Updated: Apr 18, 2021

A group of four men come into our camp as the evening takes over. They are quiet, worn out. They sit around and we start cooking dinner. After a little rest and some campbell chicken soup with tortillas, they start telling chistes. The one they call Manuel knows a lot of chistes and makes his friends laugh the hardest. He has a round boyish face and black hair slicked back with brillantine. Even though his clothes are dusty and ragged, his sneakers worn down to holes, he has managed to keep his hair slick.

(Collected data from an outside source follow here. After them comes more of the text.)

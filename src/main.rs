//! Production entry point: reads GitHub-Actions-style inputs, runs the
//! shared pipeline, and reports the changed flag through `GITHUB_OUTPUT` so
//! the calling workflow can decide whether to commit.

use std::env;
use std::fs::OpenOptions;
use std::io::Write;
use std::path::PathBuf;

use anyhow::{Context, Result};
use log::{info, warn};

use credly_badges::config::{Config, DEFAULT_BADGE_SIZE, DEFAULT_README_FILE};
use credly_badges::pipeline::{self, Outcome};

#[tokio::main]
async fn main() {
    // Initialize logging (reads RUST_LOG env var)
    env_logger::Builder::from_default_env()
        .filter_level(log::LevelFilter::Info)
        .init();

    if let Err(err) = run().await {
        log::error!("{err:#}");
        std::process::exit(1);
    }
}

async fn run() -> Result<()> {
    let config = config_from_env()?;

    info!("Credly user: {}", config.username);
    info!("Badge size: {}", config.badge_size);
    info!("README file: {}", config.readme_path.display());

    let outcome = pipeline::run(&config).await?;

    match outcome {
        Outcome::Updated => info!("{} updated successfully", config.readme_path.display()),
        Outcome::Unchanged => info!("no changes detected in {}", config.readme_path.display()),
        Outcome::NoData => warn!("no badge data captured, nothing to do"),
    }

    write_github_output(outcome.changed())
}

fn config_from_env() -> Result<Config> {
    let username = env::var("INPUT_CREDLY_USER").context("INPUT_CREDLY_USER is required")?;

    let badge_size = match env::var("INPUT_BADGE_SIZE") {
        Ok(value) if !value.is_empty() => value
            .parse()
            .context("INPUT_BADGE_SIZE must be a number of pixels")?,
        _ => DEFAULT_BADGE_SIZE,
    };

    let readme_file = env::var("INPUT_README_FILE")
        .ok()
        .filter(|value| !value.is_empty())
        .unwrap_or_else(|| DEFAULT_README_FILE.to_string());

    let workspace = match env::var("GITHUB_WORKSPACE") {
        Ok(dir) => PathBuf::from(dir),
        Err(_) => env::current_dir().context("cannot resolve working directory")?,
    };

    let mut config = Config::new(username, workspace.join(readme_file));
    config.badge_size = badge_size;
    Ok(config)
}

/// Append `changes_made=<bool>` to the file GitHub points us at, when set.
fn write_github_output(changed: bool) -> Result<()> {
    let Ok(path) = env::var("GITHUB_OUTPUT") else {
        return Ok(());
    };

    let mut file = OpenOptions::new()
        .append(true)
        .create(true)
        .open(&path)
        .with_context(|| format!("failed to open {path}"))?;
    writeln!(file, "changes_made={changed}").with_context(|| format!("failed to write {path}"))?;
    Ok(())
}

There is not a single hair out of place.

After dinner, Manuel helps me wash the mountain of dishes. My headlamp is the only source of light in the dark. We scrape the food into the compost bucket, sponge down the utensils and plates in the soap bucket, rinse them in the clean water bucket, and then dip it all in the bleach bucket. We balance the dishes on the drying rack. The soap bucket gets slimy with food scraps very quickly and the clean water and bleach buckets get gray after only a few minutes. I prefer to wash the dishes with as little light as possible. Manuel asks me where I’m from and how I know how to speak Spanish. I tell him I am from California and that I learned to speak Spanish in school. I ask him where he is going. He says he is going to Arkansas because he lived there for seven years before and had a job fixing houses for a Chinese man before he got deported. His girlfriend and little boy are still in Arkansas and he needs to get back to them. He tells me that he could not find work in Mexico and most days he did not have enough money to even buy tortillas. A few weeks ago, his three friends from childhood were shot dead on their way to the market to buy some beers. It happened in the middle of the day and witnesses saw a teenager shoot them and run away. Manuel gets quiet and we finish the dishes.


I sweep the trailer out. It feels claustrophobic with the still heat trapped. Manuel calls out to me. He says he and his friends are leaving. They’ve arranged their ride. They need to start now to get to their meeting spot in time. I come out and I wish them health and luck. They walk out and disappear into the brushes. I hope they make it.